Do you feel secure around the people in charge of your security?

I certainly was, especially back during my National Service, we totted weapons with ammunition to patrol the camp. It wasn’t the fact that people would even think of trespassing, but the thought that somebody is wide awake while you are sleeping makes it a lot more easier to go into dreamland.

Not many people have that chance though: in less socially stable countries, you can barely find a competent security system to rely upon. Heck, no matter what kind of system is set up, a maniac crazy enough (and dedicated enough) to wreck some damage will surely ruin everything and hurt somebody. Plus employees under such a system are probably have a danger exposure as high as what the military faces during operations.

So, what is an accepted benchmark for the safety of any given society? I’d say it depends on the attitude of security companies.

  • Highly Dangerous: Guards with shifty eyes, hands on their weapons most of the time. Ready to draw and fire.
  • Elevated Risk: Guards eyeing the surroundings with wariness, hands tensed, but not on their weapons. Ready to move and strike.
  • Normal Risk: Guards with a bored look in the eyes, hands on their work tables. Ready to hand the Visitor’s Book to visitors.
  • Low Risk: Guards with shifty eyes, hands on their (other) weapons most of the time. Ready to draw and fire. (No, this is not a mistake.)

You see, with Singapore under the Low Risk category, it has become unsafe for the average lady to go past the guard house alone.

Not only do the security guards have the mundane task of ensuring that everybody wear their building passes, they would have to patrol the building at regular interval, for the extremely unlikely and unidentifiable intruder. I suspect that some of them pass their time by blowing affectionate greetings to ladies who pass by the guard post.

Of course, we would dismiss this as a sign of friendliness, but when you go past the same security post for the better part of the year, and have not managed to have any of the security personnel speak to you (and the other 50% of the working population in the same building), it is unnerving when I see how some of them make verbal advances on the ladies.

And the problem is simply not confined to personnel in the security services. I have witnessed how a cleaner in our building attempt to get into the same lift as one of my lady colleague, even when he is pushing a cart-load of cleaning equipment, and obviously wouldn’t fit the two of them in the same lift comfortably. She gestured to me for help, and I stopped the guy in time for the lift door to close.

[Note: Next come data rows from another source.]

//! SQLite metadata store.
//!
//! Holds the content field tables that reference blobs, the template
//! declarations that say which fields are blob-typed, and the `blobs`
//! ledger. Blob payloads written through external storage only leave an
//! empty ledger row here; payloads kept by default persistence live in the
//! same table's `data` column.

mod field_queries;
mod ledger_queries;
mod staging_queries;

use std::path::Path;

use sqlx::sqlite::{SqliteConnectOptions, SqlitePool, SqlitePoolOptions};
use sqlx::Row;
use thiserror::Error;
use tracing::info;

pub use field_queries::{FieldId, FieldTable, TemplateId};
pub use staging_queries::LiveKeyStaging;

/// Database connection pool for blob metadata.
#[derive(Debug, Clone)]
pub struct Database {
    pool: SqlitePool,
}

impl std::ops::Deref for Database {
    type Target = SqlitePool;

    fn deref(&self) -> &Self::Target {
        &self.pool
    }
}

/// Errors that can occur when setting up the database.
#[derive(Debug, Error)]
pub enum DatabaseError {
    #[error("SQLite error: {0}")]
    Sqlite(#[from] sqlx::Error),

    #[error("Migration error: {0}")]
    Migration(String),
}

impl Database {
    /// Open (or create) a file-based SQLite database and run migrations.
    pub async fn new(path: impl AsRef<Path>) -> Result<Self, DatabaseError> {
        let path = path.as_ref();

        if let Some(parent) = path.parent() {
            std::fs::create_dir_all(parent).map_err(|e| {
                DatabaseError::Migration(format!("Failed to create database directory: {}", e))
            })?;
        }

        let options = SqliteConnectOptions::new()
            .filename(path)
            .create_if_missing(true);

        let pool = SqlitePoolOptions::new()
            .max_connections(5)
            .connect_with(options)
            .await?;

        let db = Self { pool };
        db.run_migrations().await?;

        info!("Blob metadata database initialized at {:?}", path);
        Ok(db)
    }

    /// Create a new in-memory database.
    ///
    /// The single connection is never recycled, since dropping it would
    /// drop the database with it.
    pub async fn in_memory() -> Result<Self, DatabaseError> {
        let options = SqliteConnectOptions::new()
            .filename(":memory:")
            .create_if_missing(true);

        let pool = SqlitePoolOptions::new()
            .max_connections(1)
            .idle_timeout(None)
            .max_lifetime(None)
            .connect_with(options)
            .await?;

        let db = Self { pool };
        db.run_migrations().await?;

        info!("Blob metadata database initialized in-memory");
        Ok(db)
    }

    /// Run database migrations.
    pub(crate) async fn run_migrations(&self) -> Result<(), DatabaseError> {
        // Ledger / default payload table
        sqlx::query(
            r#"
            CREATE TABLE IF NOT EXISTS blobs (
                id TEXT PRIMARY KEY,
                blob_id TEXT NOT NULL,
                idx INTEGER NOT NULL,
                created_at INTEGER NOT NULL,
                data BLOB NOT NULL
            )
            "#,
        )
        .execute(&self.pool)
        .await?;

        sqlx::query("CREATE INDEX IF NOT EXISTS idx_blobs_blob_id ON blobs(blob_id)")
            .execute(&self.pool)
            .await?;

        // Template declarations
        sqlx::query(
            r#"
            CREATE TABLE IF NOT EXISTS templates (
                id TEXT PRIMARY KEY,
                name TEXT NOT NULL,
                scope TEXT NOT NULL
            )
            "#,
        )
        .execute(&self.pool)
        .await?;

        sqlx::query(
            r#"
            CREATE TABLE IF NOT EXISTS template_fields (
                id TEXT PRIMARY KEY,
                template_id TEXT NOT NULL,
                name TEXT NOT NULL,
                is_blob INTEGER NOT NULL
            )
            "#,
        )
        .execute(&self.pool)
        .await?;

        // Field storage, one table per versioning scope
        sqlx::query(
            r#"
            CREATE TABLE IF NOT EXISTS shared_fields (
                item_id TEXT NOT NULL,
                field_id TEXT NOT NULL,
                value TEXT
            )
            "#,
        )
        .execute(&self.pool)
        .await?;

        sqlx::query(
            r#"
            CREATE TABLE IF NOT EXISTS unversioned_fields (
                item_id TEXT NOT NULL,
                language TEXT NOT NULL DEFAULT 'en',
                field_id TEXT NOT NULL,
                value TEXT
            )
            "#,
        )
        .execute(&self.pool)
        .await?;

        sqlx::query(
            r#"
            CREATE TABLE IF NOT EXISTS versioned_fields (
                item_id TEXT NOT NULL,
                language TEXT NOT NULL DEFAULT 'en',
                version INTEGER NOT NULL DEFAULT 1,
                field_id TEXT NOT NULL,
                value TEXT
            )
            "#,
        )
        .execute(&self.pool)
        .await?;

        sqlx::query(
            r#"
            CREATE TABLE IF NOT EXISTS archived_fields (
                archival_id TEXT NOT NULL DEFAULT '',
                item_id TEXT NOT NULL,
                language TEXT NOT NULL DEFAULT 'en',
                version INTEGER NOT NULL DEFAULT 1,
                field_id TEXT NOT NULL,
                value TEXT
            )
            "#,
        )
        .execute(&self.pool)
        .await?;

        for table in FieldTable::ALL {
            let sql = format!(
                "CREATE INDEX IF NOT EXISTS idx_{0}_field_id ON {0}(field_id)",
                table.table_name()
            );
            sqlx::query(&sql).execute(&self.pool).await?;
        }

        Ok(())
    }

    /// Number of rows in the `blobs` table, ledger and payload rows alike.
    pub async fn ledger_row_count(&self) -> Result<i64, sqlx::Error> {
        let row = sqlx::query("SELECT COUNT(*) as count FROM blobs")
            .fetch_one(&self.pool)
            .await?;
        Ok(row.get("count"))
    }

    /// Number of declared templates.
    pub async fn template_count(&self) -> Result<i64, sqlx::Error> {
        let row = sqlx::query("SELECT COUNT(*) as count FROM templates")
            .fetch_one(&self.pool)
            .await?;
        Ok(row.get("count"))
    }
}

#[cfg(test)]
mod tests {
    use super::*;

    #[tokio::test]
    async fn test_in_memory_database() {
        let db = Database::in_memory().await.unwrap();
        assert_eq!(db.ledger_row_count().await.unwrap(), 0);
        assert_eq!(db.template_count().await.unwrap(), 0);
    }

    #[tokio::test]
    async fn test_migrations_are_idempotent() {
        let db = Database::in_memory().await.unwrap();
        db.run_migrations().await.unwrap();
    }

    #[tokio::test]
    async fn test_file_database_creates_parent() {
        let temp_dir = tempfile::tempdir().unwrap();
        let path = temp_dir.path().join("nested").join("meta.db");

        let db = Database::new(&path).await.unwrap();
        assert!(path.exists());
        assert_eq!(db.ledger_row_count().await.unwrap(), 0);
    }
}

That is the price we pay for having a relatively safe society. Therefore, I propose that we set up an enterprise to manage and balance the crime rate in Singapore, by committing crimes at regular intervals, to keep all personnel on a high enough alert that nobody would have the time to pursue passionate interests.

Who knows? The next lady you blow a kiss to might turn out to be a skilled assassin, and that lift trip you take would be the adventure of your life. Can you even imagine the spin-off industry this would create?